Until now, imported medicines attracted customs duties making already expensive treatments even harder to afford. By removing this duty, government aims to reduce cost of treatment for cancer patients across the country.
This move is being seen as targeted relief, focused, specific, and urgently needed.
Seven more rare diseases added to duty-free list
Cancer treatment doesn’t stop at chemotherapy. Many patients also require special medicines, nutrition supplements, food for medical purposes that are not always available locally.
In addition, government expanded support by adding seven more rare diseases to list eligible for customs duty exemption on personal imports. This includes drugs, medicines and food for Special Medical Purposes (FSMP).
For families importing specialised therapies from abroad, this change could mean saving thousands, sometimes lakhs, of rupees.
Quiet push for “ease of living”?
While announcing these changes, Finance Minister Sitharaman framed them under a larger idea: ease of Living. The logic is simple. If everyday essentials, health care, personal imports become cheaper, life becomes a little less stressful.

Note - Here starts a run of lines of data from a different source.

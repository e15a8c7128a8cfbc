use std::collections::HashSet;

use http::{header, HeaderMap, HeaderValue};

use crate::config::{Cors, Deployment};

/// Compiled CORS settings applied to every response.
#[derive(Debug)]
pub struct CorsPolicy {
    any_origin: bool,
    allow_origins: HashSet<String>,
    allow_methods: String,
    allow_headers: String,
    max_age: i32,
    allow_credential: bool,
}

impl CorsPolicy {
    pub fn new(config: &Cors) -> Self {
        let any_origin = config.allow_origins.trim() == "*";
        let allow_origins = if any_origin {
            HashSet::new()
        } else {
            config
                .allow_origins
                .split(',')
                .map(str::trim)
                .filter(|s| !s.is_empty())
                .map(String::from)
                .collect()
        };

        Self {
            any_origin,
            allow_origins,
            allow_methods: config.allow_methods.clone(),
            allow_headers: config.allow_headers.clone(),
            max_age: config.max_age,
            allow_credential: config.allow_credential,
        }
    }

    /// Configured policy, or the deployment's default.
    pub fn for_deployment(config: Option<&Cors>, deployment: Deployment) -> Self {
        match (config, deployment) {
            (Some(cors), _) => Self::new(cors),
            (None, Deployment::Server) => Self::new(&Cors::server_default()),
            (None, Deployment::Edge) => Self::new(&Cors::edge_default()),
        }
    }

    pub fn is_origin_allowed(&self, origin: &str) -> bool {
        self.any_origin || self.allow_origins.contains(origin)
    }

    pub fn apply(&self, origin: Option<&str>, headers: &mut HeaderMap) {
        let allow_origin = if self.any_origin {
            HeaderValue::from_static("*")
        } else {
            match origin
                .filter(|o| self.is_origin_allowed(o))
                .and_then(|o| HeaderValue::from_str(o).ok())
            {
                Some(value) => value,
                None => return,
            }
        };

        headers.insert(header::ACCESS_CONTROL_ALLOW_ORIGIN, allow_origin);
        if self.allow_credential {
            headers.insert(
                header::ACCESS_CONTROL_ALLOW_CREDENTIALS,
                HeaderValue::from_static("true"),
            );
        }
        if let Ok(methods) = HeaderValue::from_str(&self.allow_methods) {
            headers.insert(header::ACCESS_CONTROL_ALLOW_METHODS, methods);
        }
        if let Ok(allow) = HeaderValue::from_str(&self.allow_headers) {
            headers.insert(header::ACCESS_CONTROL_ALLOW_HEADERS, allow);
        }
        headers.insert(header::ACCESS_CONTROL_MAX_AGE, HeaderValue::from(self.max_age));
        if !self.any_origin {
            headers.insert(header::VARY, HeaderValue::from_static("Origin"));
        }
    }
}
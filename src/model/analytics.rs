use chrono::{DateTime, Utc};
use serde::{Deserialize, Serialize};

use super::timestamp;

/// Id of the single running-totals record.
pub const ANALYTICS_ID: &str = "site";

#[derive(Clone, Copy, Debug, PartialEq, Eq)]
pub enum AnalyticsEvent {
    Submission,
    StatusChange,
}

impl AnalyticsEvent {
    pub fn field(&self) -> &'static str {
        match self {
            AnalyticsEvent::Submission => "total_contacts",
            AnalyticsEvent::StatusChange => "status_changes",
        }
    }
}

/// Running totals. Counters are bumped opportunistically after the primary
/// write, so they may lag the real document count.
#[derive(Clone, Debug, PartialEq, Serialize, Deserialize)]
pub struct Analytics {
    #[serde(rename = "_id")]
    pub id: String,
    #[serde(default)]
    pub total_contacts: i64,
    #[serde(default)]
    pub status_changes: i64,
    #[serde(with = "timestamp")]
    pub last_updated: DateTime<Utc>,
}

impl Analytics {
    pub fn new(now: DateTime<Utc>) -> Self {
        Self {
            id: ANALYTICS_ID.to_string(),
            total_contacts: 0,
            status_changes: 0,
            last_updated: now,
        }
    }

    pub fn record(&mut self, event: AnalyticsEvent, now: DateTime<Utc>) {
        match event {
            AnalyticsEvent::Submission => self.total_contacts += 1,
            AnalyticsEvent::StatusChange => self.status_changes += 1,
        }
        self.last_updated = now;
    }
}
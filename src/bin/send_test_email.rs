//! Sends one test message to the configured admin address.
//!
//! Exits non-zero when mail is not configured or the API rejects the send.

use std::process::ExitCode;

use pingora_core::server::configuration::Opt;
use validator::Validate;

use avalance_site::{config::Config, notify::Notifier};

#[tokio::main]
async fn main() -> ExitCode {
    env_logger::Builder::from_env(env_logger::Env::default().default_filter_or("info")).init();

    let opt = Opt::parse_args();
    let config = match Config::resolve_with_opt_and_env(&opt) {
        Ok(cfg) => cfg,
        Err(e) => {
            eprintln!("Error loading configuration: {e}");
            return ExitCode::FAILURE;
        }
    };

    let Some(sendgrid) = config.site.sendgrid else {
        eprintln!("Email is not configured: set SENDGRID_API_KEY, EMAIL_FROM and ADMIN_EMAIL");
        return ExitCode::FAILURE;
    };
    if let Err(e) = sendgrid.validate() {
        eprintln!("Invalid email settings: {e}");
        return ExitCode::FAILURE;
    }

    let notifier = Notifier::from_config(&sendgrid);
    log::info!("Sending test email to {}", notifier.admin_email());

    match notifier.send_test_email().await {
        Ok(receipt) => {
            println!(
                "Test email sent, message id {}",
                receipt.message_id.as_deref().unwrap_or("unknown")
            );
            ExitCode::SUCCESS
        }
        Err(e) => {
            eprintln!("Failed to send test email: {e}");
            ExitCode::FAILURE
        }
    }
}
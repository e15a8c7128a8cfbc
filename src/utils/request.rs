use http::{header, HeaderMap, HeaderName, HeaderValue, Method};
use pingora::protocols::http::ServerSession;
use serde::de::DeserializeOwned;
use serde_json::{Map, Value};

use crate::core::{SiteError, SiteResult};

/// Largest accepted request body.
pub const MAX_BODY_BYTES: usize = 1024 * 1024;

/// A fully read request, detached from the connection so handlers can be
/// driven directly in tests.
#[derive(Clone, Debug)]
pub struct SiteRequest {
    pub method: Method,
    pub path: String,
    pub headers: HeaderMap,
    pub body: Vec<u8>,
}

impl SiteRequest {
    pub fn new(method: Method, path: impl Into<String>) -> Self {
        Self {
            method,
            path: path.into(),
            headers: HeaderMap::new(),
            body: Vec::new(),
        }
    }

    pub fn with_header(mut self, name: &str, value: &str) -> Self {
        if let (Ok(name), Ok(value)) = (
            HeaderName::from_bytes(name.as_bytes()),
            HeaderValue::from_str(value),
        ) {
            self.headers.insert(name, value);
        }
        self
    }

    pub fn with_body(mut self, body: impl Into<Vec<u8>>) -> Self {
        self.body = body.into();
        self
    }

    pub fn with_json(self, value: &Value) -> Self {
        self.with_header("content-type", "application/json")
            .with_body(value.to_string())
    }

    /// Reads the header and the body, enforcing [`MAX_BODY_BYTES`].
    ///
    /// An oversized body yields the request head with an empty body plus the
    /// error, so the caller can still answer with CORS headers.
    pub async fn from_session(session: &mut ServerSession) -> (Self, Option<SiteError>) {
        let (method, path, headers) = {
            let req_header = session.req_header();
            (
                req_header.method.clone(),
                req_header.uri.path().to_string(),
                req_header.headers.clone(),
            )
        };
        let mut request = Self {
            method,
            path,
            headers,
            body: Vec::new(),
        };

        match read_request_body(session).await {
            Ok(body) => {
                request.body = body;
                (request, None)
            }
            Err(e) => (request, Some(e)),
        }
    }

    /// Retrieves a header value, `None` when absent or not valid UTF-8.
    pub fn header(&self, name: impl header::AsHeaderName) -> Option<&str> {
        self.headers.get(name).and_then(|v| v.to_str().ok())
    }

    pub fn origin(&self) -> Option<&str> {
        self.header(header::ORIGIN)
    }

    /// Parses the body as a JSON object.
    pub fn json_object(&self) -> SiteResult<Map<String, Value>> {
        if self.body.iter().all(u8::is_ascii_whitespace) {
            return Err(SiteError::Validation("Request body is required".into()));
        }
        match serde_json::from_slice::<Value>(&self.body) {
            Ok(Value::Object(map)) => Ok(map),
            Ok(_) => Err(SiteError::Validation(
                "Request body must be a JSON object".into(),
            )),
            Err(_) => Err(SiteError::Validation("Invalid JSON body".into())),
        }
    }

    /// Deserializes the body into `T`, reporting failures as validation errors.
    pub fn json<T: DeserializeOwned>(&self) -> SiteResult<T> {
        serde_json::from_slice(&self.body)
            .map_err(|e| SiteError::Validation(format!("Invalid request body: {e}")))
    }
}

async fn read_request_body(session: &mut ServerSession) -> SiteResult<Vec<u8>> {
    let mut body_data = Vec::new();
    loop {
        let chunk = session
            .read_request_body()
            .await
            .map_err(|e| SiteError::Validation(format!("Failed to read request body: {e}")))?;
        let Some(bytes) = chunk else {
            break;
        };
        if body_data.len() + bytes.len() > MAX_BODY_BYTES {
            return Err(SiteError::Validation("Request body too large".into()));
        }
        body_data.extend_from_slice(&bytes);
    }
    Ok(body_data)
}
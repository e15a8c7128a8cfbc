use async_trait::async_trait;
use http::{Response, StatusCode};
use serde::Serialize;

use crate::{
    core::{SiteContext, SiteResult},
    utils::{request::SiteRequest, response::ResponseBuilder},
};

use super::{Handler, Params};

#[derive(Debug, Serialize)]
pub struct ServiceEntry {
    pub id: u32,
    pub name: &'static str,
}

#[derive(Debug, Serialize)]
pub struct TeamMember {
    pub id: u32,
    pub name: &'static str,
    pub role: &'static str,
    pub expertise: &'static str,
}

pub const SERVICES: &[ServiceEntry] = &[
    ServiceEntry { id: 1, name: "Web & Mobile App Development" },
    ServiceEntry { id: 2, name: "Cloud Migration" },
    ServiceEntry { id: 3, name: "Cybersecurity" },
    ServiceEntry { id: 4, name: "IT Infrastructure" },
    ServiceEntry { id: 5, name: "Digital Transformation" },
    ServiceEntry { id: 6, name: "Data Analytics" },
    ServiceEntry { id: 7, name: "IT Strategy" },
];

pub const TEAM: &[TeamMember] = &[
    TeamMember {
        id: 1,
        name: "Sarah Johnson",
        role: "Chief Technology Officer",
        expertise: "Cloud Architecture, Digital Transformation",
    },
    TeamMember {
        id: 2,
        name: "Michael Chen",
        role: "Cybersecurity Specialist",
        expertise: "Threat Assessment, Risk Management",
    },
    TeamMember {
        id: 3,
        name: "Emily Rodriguez",
        role: "Data Analytics Director",
        expertise: "Business Intelligence, Data Science",
    },
    TeamMember {
        id: 4,
        name: "David Kumar",
        role: "Infrastructure Architect",
        expertise: "Scalable Infrastructure, Cloud Design",
    },
];

/// Fixed marketing listings served as `{success, data}`.
pub enum CatalogHandler {
    Services,
    Team,
}

#[async_trait]
impl Handler for CatalogHandler {
    async fn handle(
        &self,
        _ctx: &SiteContext,
        _request: &SiteRequest,
        _params: Params,
    ) -> SiteResult<Response<Vec<u8>>> {
        Ok(match self {
            CatalogHandler::Services => ResponseBuilder::success(StatusCode::OK, None, Some(SERVICES)),
            CatalogHandler::Team => ResponseBuilder::success(StatusCode::OK, None, Some(TEAM)),
        })
    }
}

To support this, the government also decided to rationalise the customs duty structure for goods imported for personal use. This means fewer confusing slabs and lower rates overall.
What gets cheaper after Budget 2026?
Now to the question everyone asks after every budget: So what actually gets cheaper?
Here’s the list that matters:
– Cancer medicines (17 essential drugs)
– Medicines for seven rare diseases
– Diabetes medicines
– Medicines for autoimmune diseases
For patients dealing with chronic illness, this could mean long-term savings and easier access to treatment.